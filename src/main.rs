use clap::Parser;
use std::process;
use techloc::cli::{args::Args, commands};

fn main() {
    let args = Args::parse();

    // If no subcommand was provided, show help and available commands
    if args.command.is_none() {
        show_help_and_commands();
        process::exit(0);
    }

    let runtime = tokio::runtime::Runtime::new().unwrap_or_else(|e| {
        eprintln!("Failed to create async runtime: {}", e);
        process::exit(1);
    });

    let result = runtime.block_on(async {
        tokio::select! {
            result = commands::run(args) => result,
            signal = tokio::signal::ctrl_c() => {
                if let Err(e) = signal {
                    eprintln!("Failed to listen for CTRL+C: {}", e);
                }
                eprintln!("\nReceived CTRL+C, shutting down...");
                Err(techloc::Error::processing_interrupted("Interrupted by user"))
            }
        }
    });

    match result {
        Ok(_summary) => process::exit(0),
        Err(error) => {
            eprintln!("Error: {:#}", error);
            process::exit(1);
        }
    }
}

/// Show help information and available commands when no subcommand is provided
fn show_help_and_commands() {
    println!("Techloc - Fleet and Service Partner Data Tools");
    println!("==============================================");
    println!();
    println!("Normalize vehicle, installer and service-partner datasets and place");
    println!("records without coordinates at an approximate map position.");
    println!();
    println!("USAGE:");
    println!("    techloc <COMMAND> [OPTIONS]");
    println!();
    println!("COMMANDS:");
    println!("    normalize   Load datasets and normalize every row");
    println!("    resolve     Resolve a single ad-hoc location");
    println!("    datasets    List the dataset catalog and which files exist");
    println!("    help        Show this help message or help for specific commands");
    println!();
    println!("OPTIONS:");
    println!("    -h, --help       Show help information");
    println!("    -V, --version    Show version information");
    println!();
    println!("EXAMPLES:");
    println!("    # Summarize every dataset in ./assets/data:");
    println!("    techloc normalize");
    println!();
    println!("    # Export vehicles and towing companies as JSON:");
    println!("    techloc normalize --datasets vehicles,towing_companies \\");
    println!("                      --output-format json --output-file records.json");
    println!();
    println!("    # Place a city and measure it against a hotspot center:");
    println!("    techloc resolve --region TX --city Austin --from=30.27,-97.74");
    println!();
    println!("For detailed help on any command, use:");
    println!("    techloc <COMMAND> --help");
}
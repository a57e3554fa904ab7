//! Dashboard role model and permission checks
//!
//! Profiles carry a free-text role and status. Anything unrecognized falls
//! back to the least privileged value (`user`, `active`), matching what an
//! anonymous visitor gets.
//!
//! The web shell calls these checks for route guards and navigation; no CLI
//! command uses them.

use crate::constants::roles::{ADMINISTRATOR, MODERATOR, STATUS_ACTIVE, STATUS_SUSPENDED, USER};
use crate::{Error, Result};
use serde::{Deserialize, Serialize};
use std::fmt;
use std::str::FromStr;

/// Account role
#[derive(
    Debug, Clone, Copy, Default, PartialEq, Eq, PartialOrd, Ord, Hash, Serialize, Deserialize,
)]
#[serde(rename_all = "lowercase")]
pub enum Role {
    #[default]
    User,
    Moderator,
    Administrator,
}

impl Role {
    pub fn as_str(&self) -> &'static str {
        match self {
            Role::User => USER,
            Role::Moderator => MODERATOR,
            Role::Administrator => ADMINISTRATOR,
        }
    }

    /// Lenient parse of a stored role; blank or unknown values become `User`
    pub fn from_profile(raw: Option<&str>) -> Self {
        raw.and_then(|value| value.parse().ok()).unwrap_or_default()
    }
}

impl fmt::Display for Role {
    fn fmt(&self, f: &mut fmt::Formatter<'_>) -> fmt::Result {
        f.write_str(self.as_str())
    }
}

impl FromStr for Role {
    type Err = Error;

    fn from_str(s: &str) -> Result<Self> {
        match s.trim().to_lowercase().as_str() {
            USER => Ok(Role::User),
            MODERATOR => Ok(Role::Moderator),
            ADMINISTRATOR => Ok(Role::Administrator),
            other => Err(Error::configuration(format!("Unknown role '{}'", other))),
        }
    }
}

/// Account status
#[derive(Debug, Clone, Copy, Default, PartialEq, Eq, Hash, Serialize, Deserialize)]
#[serde(rename_all = "lowercase")]
pub enum ProfileStatus {
    #[default]
    Active,
    Suspended,
}

impl ProfileStatus {
    pub fn as_str(&self) -> &'static str {
        match self {
            ProfileStatus::Active => STATUS_ACTIVE,
            ProfileStatus::Suspended => STATUS_SUSPENDED,
        }
    }

    /// Lenient parse of a stored status; only `suspended` suspends
    pub fn from_profile(raw: Option<&str>) -> Self {
        match raw.map(|value| value.trim().to_lowercase()) {
            Some(value) if value == STATUS_SUSPENDED => ProfileStatus::Suspended,
            _ => ProfileStatus::Active,
        }
    }
}

impl fmt::Display for ProfileStatus {
    fn fmt(&self, f: &mut fmt::Formatter<'_>) -> fmt::Result {
        f.write_str(self.as_str())
    }
}

/// Role and status of the signed-in account
#[derive(Debug, Clone, Copy, Default, PartialEq, Eq, Serialize, Deserialize)]
pub struct AccessProfile {
    pub role: Role,
    pub status: ProfileStatus,
}

impl AccessProfile {
    pub fn new(role: Role, status: ProfileStatus) -> Self {
        Self { role, status }
    }

    /// Profile for a visitor without a session
    pub fn anonymous() -> Self {
        Self::default()
    }

    /// Build from raw profile columns
    pub fn from_profile(role: Option<&str>, status: Option<&str>) -> Self {
        Self::new(Role::from_profile(role), ProfileStatus::from_profile(status))
    }

    pub fn is_suspended(&self) -> bool {
        self.status == ProfileStatus::Suspended
    }

    /// Records may be edited in data tables
    pub fn can_edit(&self) -> bool {
        matches!(self.role, Role::Moderator | Role::Administrator)
    }

    /// Records may be deleted from data tables
    pub fn can_delete(&self) -> bool {
        self.role == Role::Administrator
    }

    /// The header links to the admin dashboard
    pub fn can_view_dashboard(&self) -> bool {
        self.role == Role::Administrator && !self.is_suspended()
    }

    /// Admin routes may be entered at all
    pub fn can_enter_admin_area(&self) -> bool {
        self.can_edit() && !self.is_suspended()
    }

    /// Elements marked admin-only are shown
    pub fn shows_admin_only(&self) -> bool {
        self.role == Role::Administrator
    }
}
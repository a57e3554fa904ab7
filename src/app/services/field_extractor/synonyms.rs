//! Accepted header spellings per logical field
//!
//! Order matters: earlier spellings win when a row carries several.

/// A logical field read from raw rows
#[derive(Debug, Clone, Copy, PartialEq, Eq, Hash)]
pub enum LogicalField {
    // Explicit coordinates
    Latitude,
    Longitude,
    VehicleLatitude,
    VehicleLongitude,

    // Vehicle rows
    VehicleState,
    VehicleCity,
    VehicleZip,
    DealStatus,
    InvPrepStatus,
    DealCompletion,
    UnitType,
    ModelYear,
    Model,
    Vin,
    GpsFix,
    GpsFixReason,
    GpsMoving,
    Moving,
    MovingCalc,
    PtStatus,
    PtSerial,
    EncoreSerial,
    PtLastRead,
    DaysStationary,
    CustomerId,
    PaymentSchedule,

    // Installer rows
    InstallerCompany,
    InstallerState,
    InstallerCity,
    InstallerZip,
    InstallerEmail,
    InstallerPhone,

    // Partner rows
    PartnerCompany,
    PartnerState,
    PartnerRegion,
    PartnerCity,
    PartnerZip,
    PartnerPhone,
    PartnerContact,
    PartnerAvailability,
    PartnerAuthorization,
    PartnerNotes,
}

impl LogicalField {
    pub fn synonyms(&self) -> &'static [&'static str] {
        use LogicalField::*;
        match self {
            Latitude => crate::constants::LATITUDE_KEYS,
            Longitude => crate::constants::LONGITUDE_KEYS,
            VehicleLatitude => &["Lat", "lat"],
            VehicleLongitude => &["Long", "Lng", "long", "lng"],

            VehicleState => &["State Loc", "State", "state", "state_code"],
            VehicleCity => &["PT City", "City", "city"],
            VehicleZip => &["PT ZipCode", "Zip", "zip"],
            DealStatus => &["Deal Status", "status"],
            InvPrepStatus => &["INV Prep Stat", "Inv. Prep. Stat.", "Inv Prep Stat"],
            DealCompletion => &[
                "Deal Completion",
                "Deal completion",
                "Deal completition",
                "Remaining",
            ],
            UnitType => &["Unit Type", "type"],
            ModelYear => &["Model Year", "year"],
            Model => &["Model", "model"],
            Vin => &["ShortVIN", "VIN", "vin"],
            GpsFix => &["GPS Fix", "gps_fix"],
            GpsFixReason => &["GPS Fix Reason", "gps_fix_reason"],
            GpsMoving => &["GPS Moving", "gps_moving"],
            Moving => &["Moving", "moving"],
            MovingCalc => &["Moving (Calc)", "moving_calc"],
            PtStatus => &["PT Status", "pt_status"],
            PtSerial => &["PT Serial ", "PT Serial", "pt_serial"],
            EncoreSerial => &["Encore Serial", "encore_serial"],
            PtLastRead => &["PT Last Read", "pt_last_read"],
            DaysStationary => &[
                "days_stationary",
                "Days Stationary",
                "Days stationary",
                "Days Stationary (Calc)",
                "Days Parked",
            ],
            CustomerId => &["Customer ID", "Customer", "customer_id"],
            PaymentSchedule => &["Payment Schedule", "payment"],

            InstallerCompany => &[
                "company_name",
                "Installation Company",
                "Company",
                "company",
                "name",
            ],
            InstallerState => &["State", "state", "state_code"],
            InstallerCity => &["City", "city"],
            InstallerZip => &["Zip", "zip"],
            InstallerEmail => &["Email", "email"],
            InstallerPhone => &["Phone", "phone"],

            PartnerCompany => &["company_name", "company", "Company", "name"],
            PartnerState => &["state", "region", "State", "Region", "state_code"],
            PartnerRegion => &["region", "Region", "state"],
            PartnerCity => &["city", "City"],
            PartnerZip => &["zip", "Zip", "zipcode", "postal_code"],
            PartnerPhone => &["phone", "Phone"],
            PartnerContact => &["contact", "Contact", "contact_name"],
            PartnerAvailability => &["availability", "tier", "Availability"],
            PartnerAuthorization => &["authorization", "Authorization"],
            PartnerNotes => &["notes", "Notes"],
        }
    }
}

§ **Exercise prompt**
Show every line of the data in which the word "PartnerNotes" appears.

§ **Exercise output**
    PartnerNotes,
            PartnerNotes => &["notes", "Notes"],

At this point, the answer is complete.